### RECORD SET
----------

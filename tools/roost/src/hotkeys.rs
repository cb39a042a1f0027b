use crate::fsm::{is_idle, is_inspecting, is_recording};
use crate::protocol::RuntimeEvent;
use crate::types::Mode;
use crossterm::event::KeyCode;

#[derive(Debug, Clone, Copy, PartialEq, Eq)]
pub struct HotkeyBinding {
    pub key: KeyCode,
    pub label: &'static str,
    pub description: &'static str,
    pub action: HotkeyAction,
}

#[derive(Debug, Clone, Copy, PartialEq, Eq)]
pub enum HotkeyAction {
    TogglePause,
    StepOver,
}

pub const PLAYBACK_BINDINGS: [HotkeyBinding; 2] = [
    HotkeyBinding {
        key: KeyCode::F(8),
        label: "F8",
        description: "resume/pause",
        action: HotkeyAction::TogglePause,
    },
    HotkeyBinding {
        key: KeyCode::F(10),
        label: "F10",
        description: "step over",
        action: HotkeyAction::StepOver,
    },
];

pub fn action_for_key(key: KeyCode) -> Option<HotkeyAction> {
    PLAYBACK_BINDINGS
        .iter()
        .find(|binding| binding.key == key)
        .map(|binding| binding.action)
}

/// Runtime event a key press should send, if any. Stepping only makes sense
/// while paused.
pub fn event_for_key(key: KeyCode, paused: bool) -> Option<RuntimeEvent> {
    match action_for_key(key)? {
        HotkeyAction::TogglePause if paused => Some(RuntimeEvent::Resume),
        HotkeyAction::TogglePause => Some(RuntimeEvent::Pause),
        HotkeyAction::StepOver if paused => Some(RuntimeEvent::Step),
        HotkeyAction::StepOver => None,
    }
}

pub fn playback_controls_legend() -> String {
    let parts = PLAYBACK_BINDINGS
        .iter()
        .map(|binding| format!("{} {}", binding.label, binding.description))
        .collect::<Vec<_>>();
    format!("Keys: {}", parts.join("  "))
}

/// Enabled/active flags for every toolbar control.
#[derive(Debug, Clone, Copy, PartialEq, Eq)]
pub struct ToolbarState {
    pub recording: bool,
    pub inspecting: bool,
    pub assert_visibility_active: bool,
    pub assert_text_active: bool,
    pub assert_value_active: bool,
    pub assertions_enabled: bool,
    pub copy_enabled: bool,
    pub clear_enabled: bool,
    pub resume_enabled: bool,
    pub pause_enabled: bool,
    pub step_enabled: bool,
}

impl ToolbarState {
    pub fn for_panel(mode: Mode, paused: bool, has_source_text: bool) -> Self {
        Self {
            recording: is_recording(mode),
            inspecting: is_inspecting(mode),
            assert_visibility_active: mode == Mode::AssertingVisibility,
            assert_text_active: mode == Mode::AssertingText,
            assert_value_active: mode == Mode::AssertingValue,
            assertions_enabled: !is_idle(mode),
            copy_enabled: has_source_text,
            clear_enabled: has_source_text,
            resume_enabled: paused,
            pause_enabled: !paused,
            step_enabled: paused,
        }
    }

    /// One-line summary such as `[REC] [inspect] ... resume pause`; disabled
    /// controls are omitted and active ones are upper-cased.
    pub fn summary(&self) -> String {
        let mut parts = vec![
            tag("rec", self.recording),
            tag("inspect", self.inspecting),
        ];
        if self.assertions_enabled {
            parts.push(tag("visibility", self.assert_visibility_active));
            parts.push(tag("text", self.assert_text_active));
            parts.push(tag("value", self.assert_value_active));
        }
        for (label, enabled) in [
            ("copy", self.copy_enabled),
            ("resume", self.resume_enabled),
            ("pause", self.pause_enabled),
            ("step", self.step_enabled),
            ("clear", self.clear_enabled),
        ] {
            if enabled {
                parts.push(label.to_string());
            }
        }
        parts.join(" ")
    }
}

fn tag(label: &str, active: bool) -> String {
    if active {
        format!("[{}]", label.to_ascii_uppercase())
    } else {
        format!("[{label}]")
    }
}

----------

### WHAT TO WORK ON
Retype the entries exactly, including every line.

### RESULT OF THIS EXERCISE
filename tools/roost/src/hotkeys.rs
repository cb39a042a1f0027b
use crate::fsm::{is_idle, is_inspecting, is_recording};
use crate::protocol::RuntimeEvent;
use crate::types::Mode;
use crossterm::event::KeyCode;

#[derive(Debug, Clone, Copy, PartialEq, Eq)]
pub struct HotkeyBinding {
    pub key: KeyCode,
    pub label: &'static str,
    pub description: &'static str,
    pub action: HotkeyAction,
}

#[derive(Debug, Clone, Copy, PartialEq, Eq)]
pub enum HotkeyAction {
    TogglePause,
    StepOver,
}

pub const PLAYBACK_BINDINGS: [HotkeyBinding; 2] = [
    HotkeyBinding {
        key: KeyCode::F(8),
        label: "F8",
        description: "resume/pause",
        action: HotkeyAction::TogglePause,
    },
    HotkeyBinding {
        key: KeyCode::F(10),
        label: "F10",
        description: "step over",
        action: HotkeyAction::StepOver,
    },
];

pub fn action_for_key(key: KeyCode) -> Option<HotkeyAction> {
    PLAYBACK_BINDINGS
        .iter()
        .find(|binding| binding.key == key)
        .map(|binding| binding.action)
}

/// Runtime event a key press should send, if any. Stepping only makes sense
/// while paused.
pub fn event_for_key(key: KeyCode, paused: bool) -> Option<RuntimeEvent> {
    match action_for_key(key)? {
        HotkeyAction::TogglePause if paused => Some(RuntimeEvent::Resume),
        HotkeyAction::TogglePause => Some(RuntimeEvent::Pause),
        HotkeyAction::StepOver if paused => Some(RuntimeEvent::Step),
        HotkeyAction::StepOver => None,
    }
}

pub fn playback_controls_legend() -> String {
    let parts = PLAYBACK_BINDINGS
        .iter()
        .map(|binding| format!("{} {}", binding.label, binding.description))
        .collect::<Vec<_>>();
    format!("Keys: {}", parts.join("  "))
}

/// Enabled/active flags for every toolbar control.
#[derive(Debug, Clone, Copy, PartialEq, Eq)]
pub struct ToolbarState {
    pub recording: bool,
    pub inspecting: bool,
    pub assert_visibility_active: bool,
    pub assert_text_active: bool,
    pub assert_value_active: bool,
    pub assertions_enabled: bool,
    pub copy_enabled: bool,
    pub clear_enabled: bool,
    pub resume_enabled: bool,
    pub pause_enabled: bool,
    pub step_enabled: bool,
}

impl ToolbarState {
    pub fn for_panel(mode: Mode, paused: bool, has_source_text: bool) -> Self {
        Self {
            recording: is_recording(mode),
            inspecting: is_inspecting(mode),
            assert_visibility_active: mode == Mode::AssertingVisibility,
            assert_text_active: mode == Mode::AssertingText,
            assert_value_active: mode == Mode::AssertingValue,
            assertions_enabled: !is_idle(mode),
            copy_enabled: has_source_text,
            clear_enabled: has_source_text,
            resume_enabled: paused,
            pause_enabled: !paused,
            step_enabled: paused,
        }
    }

    /// One-line summary such as `[REC] [inspect] ... resume pause`; disabled
    /// controls are omitted and active ones are upper-cased.
    pub fn summary(&self) -> String {
        let mut parts = vec![
            tag("rec", self.recording),
            tag("inspect", self.inspecting),
        ];
        if self.assertions_enabled {
            parts.push(tag("visibility", self.assert_visibility_active));
            parts.push(tag("text", self.assert_text_active));
            parts.push(tag("value", self.assert_value_active));
        }
        for (label, enabled) in [
            ("copy", self.copy_enabled),
            ("resume", self.resume_enabled),
            ("pause", self.pause_enabled),
            ("step", self.step_enabled),
            ("clear", self.clear_enabled),
        ] {
            if enabled {
                parts.push(label.to_string());
            }
        }
        parts.join(" ")
    }
}

fn tag(label: &str, active: bool) -> String {
    if active {
        format!("[{}]", label.to_ascii_uppercase())
    } else {
        format!("[{label}]")
    }
}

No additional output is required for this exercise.